§ Stored data
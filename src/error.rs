//! Error type shared by devices, hosts and voice realization.
//!
//! None of these reach the game layer: the engine logs and swallows them.

/// Errors raised below the trigger API
#[derive(thiserror::Error, Debug)]
pub enum AudioError {
    /// The host has no output device
    #[error("no audio output device available")]
    NoDevice,

    /// Stream creation, playback or pause failed
    #[error("audio stream error: {0}")]
    Stream(String),

    /// The device only offers sample formats the mixer cannot write
    #[error("unsupported sample format: {0}")]
    UnsupportedFormat(String),

    /// A voice descriptor cannot be realized
    #[error("invalid voice: {0}")]
    InvalidVoice(&'static str),

    /// The mixer queue has no room for another voice
    #[error("voice queue is full")]
    QueueFull,
}

/// Result type for audio operations
pub type Result<T> = std::result::Result<T, AudioError>;
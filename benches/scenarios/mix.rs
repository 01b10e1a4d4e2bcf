//! Benchmarks for the three-bus mixer.

use arcade_synth::{
    synth::{catalog::pluck, Bus, Effect, Mixer},
    EngineConfig,
};
use criterion::{BatchSize, BenchmarkId, Criterion};
use rand::{rngs::StdRng, SeedableRng};

use arcade_synth::io::OutputDevice;

use crate::BLOCK_SIZES;

const SAMPLE_RATE: f32 = 48_000.0;

/// Mixer loaded with one pluck plus every effect's voices, all sounding.
fn busy_mixer(rng: &mut StdRng) -> Mixer {
    let (mixer, mut handle) = Mixer::new(&EngineConfig::default(), SAMPLE_RATE);

    let bass = pluck(55.0).realize(Bus::Music, 0.0, SAMPLE_RATE, rng);
    if let Ok(voice) = bass {
        let _ = handle.submit(voice);
    }
    for effect in Effect::ALL {
        for spec in effect.spec().immediate {
            if let Ok(voice) = spec.realize(Bus::Sfx, 0.0, SAMPLE_RATE, rng) {
                let _ = handle.submit(voice);
            }
        }
    }
    mixer
}

pub fn bench_mix(c: &mut Criterion) {
    let mut group = c.benchmark_group("scenarios/mix");
    let mut rng = StdRng::seed_from_u64(0);

    for &size in BLOCK_SIZES {
        let mut buffer = vec![0.0f32; size];

        // Empty mixer: the fixed cost of summing three buses
        let (mut idle, _handle) = Mixer::new(&EngineConfig::default(), SAMPLE_RATE);
        group.bench_with_input(BenchmarkId::new("idle", size), &size, |b, _| {
            b.iter(|| idle.render(&mut buffer))
        });

        // Busiest moment: music plus every effect, first block after the trigger
        group.bench_with_input(BenchmarkId::new("busy", size), &size, |b, _| {
            b.iter_batched(
                || busy_mixer(&mut rng),
                |mut mixer| mixer.render(&mut buffer),
                BatchSize::SmallInput,
            )
        });
    }

    group.finish();
}
//! The one bass pattern the game plays.

/// Steps in one loop of the pattern (one bar of sixteenths).
pub const STEPS: usize = 16;

/// Bass frequency per step in Hz. `0.0` is a rest.
///
/// A1 pulse with octave jumps, a flat-seventh pickup on step 6 and a
/// descending D2, C2 turnaround.
pub const BACKLINE: [f32; STEPS] = [
    55.0, 0.0, 55.0, 110.0, //
    55.0, 0.0, 82.0, 0.0, //
    55.0, 0.0, 55.0, 110.0, //
    55.0, 0.0, 73.0, 65.0,
];

/// Frequency at `step`, wrapping past the end of the pattern.
pub fn frequency_at(step: usize) -> f32 {
    BACKLINE[step % STEPS]
}

pub fn is_rest(step: usize) -> bool {
    frequency_at(step) == 0.0
}

/// A note committed by the sequencer, realized immediately as a pluck voice.
#[derive(Debug, Clone, Copy, PartialEq)]
pub struct ScheduledNote {
    pub step: usize,
    pub frequency: f32,
    /// Absolute start time on the audio clock
    pub time: f64,
}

§ What needs to be done
Among the lines above, return those that hold the word "default".

§ Reply to the task
    let (mixer, mut handle) = Mixer::new(&EngineConfig::default(), SAMPLE_RATE);
        let (mut idle, _handle) = Mixer::new(&EngineConfig::default(), SAMPLE_RATE);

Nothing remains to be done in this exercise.